Start of The records

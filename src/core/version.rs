//! Legacy version strings: parsing, ordering and "next release" increments.
//!
//! Versions in the module tree look like `4-2`, `6-7-1dls8`, `dls2-3` or
//! `1-4dls-alpha`. They are treated as a sequence of numeric components
//! separated by `-`, `.`, `_` or the vendor token. Any other character ends
//! the scan, so parsing is best-effort and never fails.
//!
//! The same module owns the *version segment* rule used when splitting
//! filesystem paths into coordinates.

use std::fs;
use std::path::Path;

use tracing::debug;

/// Vendor suffix that separates a site patch number from the upstream version
pub const VENDOR_TOKEN: &str = "dls";

/// Placeholder version used by unresolved symbolic links in the release tree
pub const SYMLINK_VERSION: &str = "Prod";

/// Decompose a version string into its numeric components.
///
/// `"4-2dls7"` gives `[4, 2, 7]`, `"4-2dls"` gives `[4, 2]`,
/// `"1-2beta3"` stops at `beta` and gives `[1, 2]`.
pub fn parse_version(version: &str) -> Vec<u64> {
    let mut out = Vec::new();
    let mut rest = version;

    while let Some(c) = rest.chars().next() {
        if c.is_ascii_digit() {
            let end = rest
                .find(|ch: char| !ch.is_ascii_digit())
                .unwrap_or(rest.len());
            match rest[..end].parse::<u64>() {
                Ok(n) => out.push(n),
                // Overlong run: keep what we have
                Err(_) => break,
            }
            rest = &rest[end..];
        } else if matches!(c, '-' | '.' | '_') {
            rest = &rest[1..];
        } else if let Some(tail) = rest.strip_prefix(VENDOR_TOKEN) {
            rest = tail;
        } else {
            break;
        }
    }

    out
}

/// Bump the trailing numeric component, keeping every other character.
///
/// Returns the input unchanged when the string does not end in a digit run.
pub fn increment_version(version: &str) -> String {
    let start = version
        .char_indices()
        .rev()
        .take_while(|(_, c)| c.is_ascii_digit())
        .last()
        .map(|(i, _)| i);

    let Some(start) = start else {
        return version.to_string();
    };

    match version[start..].parse::<u64>() {
        Ok(n) => match n.checked_add(1) {
            Some(next) => format!("{}{next}", &version[..start]),
            None => version.to_string(),
        },
        Err(_) => version.to_string(),
    }
}

/// True when `a` is strictly newer than `b`.
///
/// `None` is older than any concrete version. Components are compared over
/// the common prefix only; versions that agree on that prefix are not newer
/// than each other whatever their lengths.
pub fn is_newer(a: Option<&str>, b: Option<&str>) -> bool {
    let Some(a) = a else {
        return false;
    };
    let Some(b) = b else {
        return true;
    };

    let (pa, pb) = (parse_version(a), parse_version(b));
    for (x, y) in pa.iter().zip(pb.iter()) {
        if x > y {
            return true;
        }
        if x < y {
            return false;
        }
    }
    false
}

/// A path segment names a version when it starts with a digit or is the
/// symbolic-link placeholder.
pub fn is_version_segment(segment: &str) -> bool {
    segment
        .chars()
        .next()
        .is_some_and(|c| c.is_ascii_digit())
        || segment == SYMLINK_VERSION
}

/// Newest version directory directly under `module_dir`, if any.
///
/// Names are visited in sorted order so that ties resolve the same way on
/// every run: the first of two equal versions wins.
pub fn latest_version(module_dir: &Path) -> Option<String> {
    let mut names: Vec<String> = fs::read_dir(module_dir)
        .ok()?
        .filter_map(|entry| entry.ok())
        .filter(|entry| entry.file_type().is_ok_and(|ft| ft.is_dir()))
        .filter_map(|entry| entry.file_name().into_string().ok())
        .filter(|name| !name.starts_with('.') && is_version_segment(name))
        .collect();
    names.sort();

    let mut best: Option<String> = None;
    for name in names {
        if is_newer(Some(&name), best.as_deref()) {
            best = Some(name);
        }
    }

    debug!(dir = %module_dir.display(), latest = ?best, "scanned version directories");
    best
}

#[cfg(test)]
mod tests {
    use super::*;

    #[test]
    fn parses_vendor_suffix_components() {
        assert_eq!(parse_version("4-2dls7"), vec![4, 2, 7]);
        assert_eq!(parse_version("4-2dls"), vec![4, 2]);
        assert_eq!(parse_version("dls2-3"), vec![2, 3]);
        assert_eq!(parse_version("3-4-2dls3"), vec![3, 4, 2, 3]);
    }

    #[test]
    fn parse_stops_at_unknown_text() {
        assert_eq!(parse_version("1-2beta3"), vec![1, 2]);
        assert_eq!(parse_version("1-4dls-alpha"), vec![1, 4]);
        assert!(parse_version("work").is_empty());
        assert!(parse_version("").is_empty());
    }

    #[test]
    fn increments_trailing_run_only() {
        assert_eq!(increment_version("0-1"), "0-2");
        assert_eq!(increment_version("3-19"), "3-20");
        assert_eq!(increment_version("3-4-2dls3"), "3-4-2dls4");
        assert_eq!(increment_version("1-4dls-alpha"), "1-4dls-alpha");
        assert_eq!(increment_version("1-9"), "1-10");
        assert_eq!(increment_version(""), "");
    }

    #[test]
    fn increment_saturates_at_largest_run() {
        let max = format!("1-{}", u64::MAX);
        assert_eq!(increment_version(&max), max);
        assert_eq!(
            increment_version(&format!("1-{}", u64::MAX - 1)),
            format!("1-{}", u64::MAX)
        );
    }

    #[test]
    fn increment_keeps_component_count() {
        for v in ["0-1", "6-7-1dls8", "2.3.4", "dls2-3", "Prod"] {
            assert_eq!(
                parse_version(&increment_version(v)).len(),
                parse_version(v).len(),
                "component count changed for {v}"
            );
        }
    }

    #[test]
    fn newer_handles_missing_versions() {
        assert!(!is_newer(None, Some("1-0")));
        assert!(!is_newer(None, None));
        assert!(is_newer(Some("1-0"), None));
    }

    #[test]
    fn newer_compares_components() {
        assert!(is_newer(Some("1-10"), Some("1-9")));
        assert!(!is_newer(Some("1-9"), Some("1-10")));
        assert!(is_newer(Some("6-7-1dls9"), Some("6-7-1dls8")));
        assert!(!is_newer(Some("2-1"), Some("2-1")));
    }

    #[test]
    fn newer_ignores_components_past_common_prefix() {
        // Neither direction counts as newer once the shared prefix is equal.
        assert!(!is_newer(Some("1-2-1"), Some("1-2")));
        assert!(!is_newer(Some("1-2"), Some("1-2-1")));
    }

    #[test]
    fn version_segments() {
        assert!(is_version_segment("4-2"));
        assert!(is_version_segment("Prod"));
        assert!(!is_version_segment("motor"));
        assert!(!is_version_segment("dls2-3"));
        assert!(!is_version_segment(""));
    }

    #[test]
    fn latest_version_picks_max() {
        let tmp = tempfile::tempdir().unwrap();
        for v in ["1-9", "1-10", "1-2", "work", ".hidden1"] {
            std::fs::create_dir_all(tmp.path().join(v)).unwrap();
        }
        std::fs::write(tmp.path().join("9-9"), "not a dir").unwrap();

        assert_eq!(latest_version(tmp.path()).as_deref(), Some("1-10"));
        assert_eq!(latest_version(&tmp.path().join("missing")), None);
    }
}
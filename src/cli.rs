use clap::{Args, Parser, Subcommand, ValueEnum};
use std::path::PathBuf;

use crate::cli_ext::inspect_cmd::{DepsArgs, IndexArgs, LocateArgs};
use crate::core::coordinate::{Area, ModuleCoordinate, parse_dependency_list};

/// Shared application context for global flags
#[derive(Clone, Debug, Default)]
pub struct AppContext {
    pub quiet: bool,    // global --quiet
    pub no_color: bool, // global --no-color
    pub dry_run: bool,  // global --dry-run
    pub config: Option<PathBuf>, // global --config
}

#[derive(Parser)]
#[command(name = "edmconv")]
#[command(about = "Convert EDM display modules into mirrored CS-Studio OPI modules")]
#[command(version, long_about = None)]
pub struct Cli {
    #[command(subcommand)]
    pub command: Commands,

    /// Configuration file (default: ./edmconv.toml if present)
    #[arg(long, global = true)]
    pub config: Option<PathBuf>,

    /// Disable colored output
    #[arg(long, global = true)]
    pub no_color: bool,

    /// Suppress progress bars and non-essential output
    #[arg(long, global = true)]
    pub quiet: bool,

    /// Show what would be done without executing
    #[arg(long, global = true)]
    pub dry_run: bool,
}

impl Cli {
    pub fn context(&self) -> AppContext {
        AppContext {
            quiet: self.quiet,
            no_color: self.no_color,
            dry_run: self.dry_run,
            config: self.config.clone(),
        }
    }
}

#[derive(Subcommand)]
pub enum Commands {
    /// Convert a module's displays into a mirrored, version-bumped module
    Module(ModuleArgs),

    /// Show the resolved dependencies of a module
    Deps(DepsArgs),

    /// Show the display path index built over directories
    Index(IndexArgs),

    /// Show the module coordinate of a path
    Locate(LocateArgs),

    /// Initialize an edmconv.toml config file
    Init(InitArgs),

    /// Generate shell completions
    Completions(CompletionsArgs),
}

/// Selects one module in the source tree
#[derive(Args, Debug, Clone)]
pub struct ModuleSpec {
    /// Module area
    #[arg(value_enum)]
    pub area: Area,

    /// Module name, e.g. `motor` or `BL01I/BL01I-MO-IOC-01`
    pub module: String,

    /// Module version (default: newest on disk)
    #[arg(long = "module-version", value_name = "VERSION")]
    pub module_version: Option<String>,

    /// Releases tree to read from (overrides config `source_root`)
    #[arg(long)]
    pub source_root: Option<PathBuf>,

    /// Extra dependency as `module/version` (repeatable)
    #[arg(long = "extra-dep", value_name = "MODULE/VERSION")]
    pub extra_dep: Vec<String>,
}

impl ModuleSpec {
    pub fn extra_dependencies(&self) -> Vec<ModuleCoordinate> {
        parse_dependency_list(&self.extra_dep)
    }
}

#[derive(Args, Debug)]
pub struct ModuleArgs {
    #[command(flatten)]
    pub spec: ModuleSpec,

    /// Output tree (overrides config `mirror_root`)
    #[arg(long)]
    pub mirror_root: Option<PathBuf>,

    /// Legacy display directory inside the module (repeatable)
    #[arg(long, value_name = "DIR")]
    pub source_dir: Vec<PathBuf>,

    /// Only index and convert the top two directory levels
    #[arg(long)]
    pub no_recurse: bool,

    /// Keep the path-within-module in rewritten references
    #[arg(long)]
    pub relative_subpath: bool,
}

#[derive(Parser)]
pub struct InitArgs {
    /// Directory to initialize config in
    #[arg(default_value = ".")]
    pub path: PathBuf,

    /// Overwrite existing config file
    #[arg(long)]
    pub force: bool,
}

#[derive(Debug, Clone, ValueEnum)]
pub enum Shell {
    Bash,
    Zsh,
    Fish,
    PowerShell,
    Elvish,
}

#[derive(Parser)]
pub struct CompletionsArgs {
    /// Target shell
    #[arg(value_enum)]
    pub shell: Shell,

    /// Output directory; if omitted and --stdout not set, prints error
    #[arg(long)]
    pub out_dir: Option<PathBuf>,

    /// Print completion script to stdout instead of a file
    #[arg(long)]
    pub stdout: bool,
}
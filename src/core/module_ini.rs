//! Module-local `configure/module.ini` declarations.
//!
//! ```ini
//! [general]
//! name = motor
//! opi-location = motorApp/opi/opi
//! opi-depends = asyn/4-21;busy/1-6
//! ```

use std::path::{Path, PathBuf};

use serde::{Deserialize, Serialize};

use crate::core::coordinate::{ModuleCoordinate, parse_dependency_list, split_value_list};
use crate::core::error::{Error, Result};
use crate::infra::utils::FsUtils;

pub const MODULE_INI: &str = "configure/module.ini";

#[derive(Debug, Clone, Default, PartialEq, Eq, Serialize, Deserialize)]
pub struct ModuleIni {
    /// Canonical module name
    pub name: Option<String>,

    /// Converted display directory, relative to the module version dir
    #[serde(rename = "opi-location")]
    pub opi_location: Option<String>,

    /// `;`-separated `module/version` list of extra dependencies
    #[serde(rename = "opi-depends")]
    pub opi_depends: Option<String>,
}

#[derive(Deserialize)]
struct IniFile {
    #[serde(default)]
    general: ModuleIni,
}

impl ModuleIni {
    pub fn path_in(module_dir: &Path) -> PathBuf {
        module_dir.join(MODULE_INI)
    }

    /// Read the INI file of the module version directory `module_dir`.
    pub fn read(module_dir: &Path) -> Result<Self> {
        let path = Self::path_in(module_dir);
        if !path.is_file() {
            return Err(Error::config(&path, "module.ini not found"));
        }

        let parsed: IniFile = config::Config::builder()
            .add_source(config::File::from(path.as_path()).format(config::FileFormat::Ini))
            .build()
            .and_then(|cfg| cfg.try_deserialize())
            .map_err(|e| Error::config(&path, e.to_string()))?;

        Ok(parsed.general)
    }

    /// Declared extra dependencies as rootless coordinates.
    pub fn dependencies(&self) -> Vec<ModuleCoordinate> {
        self.opi_depends
            .as_deref()
            .map(|v| parse_dependency_list(&split_value_list(v)))
            .unwrap_or_default()
    }

    pub fn to_ini_string(&self) -> String {
        let mut out = String::from("[general]\n");
        let fields = [
            ("name", &self.name),
            ("opi-location", &self.opi_location),
            ("opi-depends", &self.opi_depends),
        ];
        for (key, value) in fields {
            if let Some(value) = value {
                out.push_str(&format!("{key} = {value}\n"));
            }
        }
        out
    }

    /// Write into `module_dir`, replacing any read-only copy.
    pub fn write(&self, module_dir: &Path) -> Result<PathBuf> {
        let path = Self::path_in(module_dir);
        FsUtils::write_text(&path, &self.to_ini_string())?;
        Ok(path)
    }
}
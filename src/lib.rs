//! **edm-convert** - Mirror EPICS modules while converting their EDM displays to CS-Studio OPI
//!
//! Module coordinates and version arithmetic, release-manifest dependency resolution,
//! a display path index and the reference rewriter that keeps converted displays linked.

/// Command-line interface with clap integration
pub mod cli;

/// Shell completion generation
pub mod completion;

/// Core model and conversion pipeline
pub mod core {
    /// Domain error taxonomy
    pub mod error;
    pub use error::{Error, Result};

    /// Version strings: parse, compare, bump
    pub mod version;

    /// `(root, area, module, version)` coordinates and dependency-list strings
    pub mod coordinate;
    pub use coordinate::{Area, ModuleCoordinate};

    /// EPICS `configure/RELEASE` manifests
    pub mod release;

    /// Module-local `configure/module.ini`
    pub mod module_ini;
    pub use module_ini::ModuleIni;

    /// Dependency resolution over manifests and declared extras
    pub mod dependency;
    pub use dependency::{DependencySet, Resolver};

    /// Filename to owning-module index with relative-path correction
    pub mod path_index;
    pub use path_index::{PathIndex, SourceRoots};

    /// quick-xml element tree for displays
    pub mod document;
    pub use document::{Document, Element};

    /// Reference rewriting inside converted displays
    pub mod rewrite;
    pub use rewrite::{ReferenceRewriter, update_document};

    /// External legacy-to-new converter
    pub mod convert;
    pub use convert::{Converter, ExternalConverter};

    /// CS-Studio launcher script
    pub mod runscript;

    /// Plan and run a whole-module conversion
    pub mod pipeline;
    pub use pipeline::{ConversionPlan, ConversionReport, ModuleRequest, run as module_run};
}

/// CLI subcommand handlers that only inspect
pub mod cli_ext {
    /// `deps`, `index` and `locate`
    pub mod inspect_cmd;
    pub use inspect_cmd::{deps_run, index_run, locate_run};
}

/// Infrastructure - Configuration, walking and filesystem helpers
pub mod infra {
    /// Layered configuration (file + environment)
    pub mod config;
    pub use config::{Config, init as config_init, load_config};

    /// Ignore-aware, sorted directory walking
    pub mod walk;
    pub use walk::FileWalker;

    /// Path and filesystem helpers
    pub mod utils;
}

// Strategic re-exports for clean CLI interface
pub use cli::{AppContext, Cli, Commands};
pub use cli_ext::{deps_run, index_run, locate_run};
pub use crate::core::module_run;
pub use infra::{Config, FileWalker, load_config};

// Core types for external consumers
pub use crate::core::{DependencySet, Document, Error, ModuleCoordinate, PathIndex};
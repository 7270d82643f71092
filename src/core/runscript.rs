//! CS-Studio launcher script written at the top of a mirrored module.
//!
//! The script links every dependency's display directory into the
//! workspace project so relative references between modules resolve.

use std::collections::HashMap;
use std::path::{Path, PathBuf};
use std::sync::LazyLock;

use itertools::Itertools;
use regex::{Captures, Regex};

use crate::core::error::Result;
use crate::infra::utils::FsUtils;

/// `$name`, `${name}`, or `$$` for a literal dollar
static PLACEHOLDER: LazyLock<Regex> =
    LazyLock::new(|| Regex::new(r"\$(?:(\$)|\{(\w+)\}|(\w+))").unwrap());

pub const DEFAULT_TEMPLATE: &str = r#"#!/bin/bash
# Launch CS-Studio with the converted displays of $module linked into
# the workspace project "$project".

css_links="${links}"

exec css -share_link "$$css_links" "$$@"
"#;

/// One workspace link: a display directory on disk shown under
/// `/<project>/<module>`.
#[derive(Debug, Clone, PartialEq, Eq)]
pub struct Link {
    pub opi_dir: PathBuf,
    pub module: String,
}

impl Link {
    pub fn new(opi_dir: impl Into<PathBuf>, module: impl Into<String>) -> Self {
        Self {
            opi_dir: opi_dir.into(),
            module: module.into(),
        }
    }

    pub fn render(&self, prefix: &str, project: &str) -> String {
        format!("{prefix}{}=/{project}/{}", self.opi_dir.display(), self.module)
    }
}

/// Join the links the way the launcher expects: `",\n"` between entries.
pub fn links_string(links: &[Link], prefix: &str, project: &str) -> String {
    links.iter().map(|l| l.render(prefix, project)).join(",\n")
}

/// Substitute `$name` / `${name}` from `vars`. Unknown names stay as written.
pub fn render_template(template: &str, vars: &HashMap<&str, String>) -> String {
    PLACEHOLDER
        .replace_all(template, |caps: &Captures<'_>| {
            if caps.get(1).is_some() {
                return "$".to_string();
            }
            let name = caps.get(2).or_else(|| caps.get(3)).map_or("", |m| m.as_str());
            match vars.get(name) {
                Some(value) => value.clone(),
                None => caps[0].to_string(),
            }
        })
        .into_owned()
}

/// Everything the launcher template needs.
#[derive(Debug, Clone)]
pub struct RunScript {
    pub project: String,
    pub module: String,
    pub links: Vec<Link>,
    pub link_prefix: String,
}

impl RunScript {
    pub fn render(&self, template: &str) -> String {
        let vars = HashMap::from([
            ("project", self.project.clone()),
            ("module", self.module.clone()),
            ("links", links_string(&self.links, &self.link_prefix, &self.project)),
        ]);
        render_template(template, &vars)
    }

    /// Render into `path` and mark it executable.
    pub fn write(&self, template: &str, path: &Path) -> Result<()> {
        FsUtils::write_text(path, &self.render(template))?;
        FsUtils::make_executable(path)?;
        Ok(())
    }
}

End of The records

* [About this task]: Everything from the first line of the records above to the line containing "pub fn parse_version(version: &str)", inclusive, should be repeated exactly; leave out the rest.

* [Response to this exercise]:
filename src/core/version.rs
//! Legacy version strings: parsing, ordering and "next release" increments.
//!
//! Versions in the module tree look like `4-2`, `6-7-1dls8`, `dls2-3` or
//! `1-4dls-alpha`. They are treated as a sequence of numeric components
//! separated by `-`, `.`, `_` or the vendor token. Any other character ends
//! the scan, so parsing is best-effort and never fails.
//!
//! The same module owns the *version segment* rule used when splitting
//! filesystem paths into coordinates.

use std::fs;
use std::path::Path;

use tracing::debug;

/// Vendor suffix that separates a site patch number from the upstream version
pub const VENDOR_TOKEN: &str = "dls";

/// Placeholder version used by unresolved symbolic links in the release tree
pub const SYMLINK_VERSION: &str = "Prod";

/// Decompose a version string into its numeric components.
///
/// `"4-2dls7"` gives `[4, 2, 7]`, `"4-2dls"` gives `[4, 2]`,
/// `"1-2beta3"` stops at `beta` and gives `[1, 2]`.
pub fn parse_version(version: &str) -> Vec<u64> {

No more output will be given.